In general, it is not the best policy to predict where markets are headed. It is more pertinent an i...
In general, it is not the best policy to predict where markets are headed. It is more pertinent an investor focuses on company fundamentals rather than trying to generate good returns by successfully calling what the price of oil will be in three months time, where interest rates are headed or whether Chinese economic growth will be sustained.
While these factors are used to gauge how markets will be affected, the success for an investor is not predicated on forecasting, which is not a repeatable skill. What is repeatable is the selection of good stocks.

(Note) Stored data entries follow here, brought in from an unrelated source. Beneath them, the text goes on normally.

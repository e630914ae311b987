// This Source Code Form is subject to the terms of the Mozilla Public
// License, v. 2.0. If a copy of the MPL was not distributed with this
// file, You can obtain one at https://mozilla.org/MPL/2.0/.

//! Statically configured peers. A neighbor is the daemon acting as its own
//! client: when the peer is reachable the neighbor holds an internal
//! request, indistinguishable from one a routing protocol would make, and
//! the session lives exactly as long as that request does. Multihop
//! neighbors skip reachability tracking and hold theirs from the start.

use crate::config::NeighborConfig;
use crate::request::SessionRequest;

pub(crate) struct NeighborEntry {
    pub cf: NeighborConfig,

    /// The internal request keeping this neighbor's session alive, present
    /// while the neighbor is supposed to be probed.
    pub req: Option<SessionRequest>,

    /// Whether the neighbor was started (carried over across
    /// reconfigurations).
    pub active: bool,
}

/// Configuration identity used to carry neighbor state across a
/// reconfiguration.
pub(crate) fn same_neighbor(a: &NeighborConfig, b: &NeighborConfig) -> bool {
    a.addr == b.addr
        && a.local == b.local
        && a.link.as_ref().map(|l| l.index)
            == b.link.as_ref().map(|l| l.index)
        && a.multihop == b.multihop
}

By avoiding much of the market noise and concentrating on specific drivers of companies, investors should be able to add value through stock picking while avoiding the temptation to speculate too heavily on the direction of the market. People often look for outlooks at the beginning of a year when asset allocation decisions are being made, however it is important to keep commentary general.
For example, the past two years have been strong for European equity markets and therefore another year of comfortable 20% plus gains, is not expected.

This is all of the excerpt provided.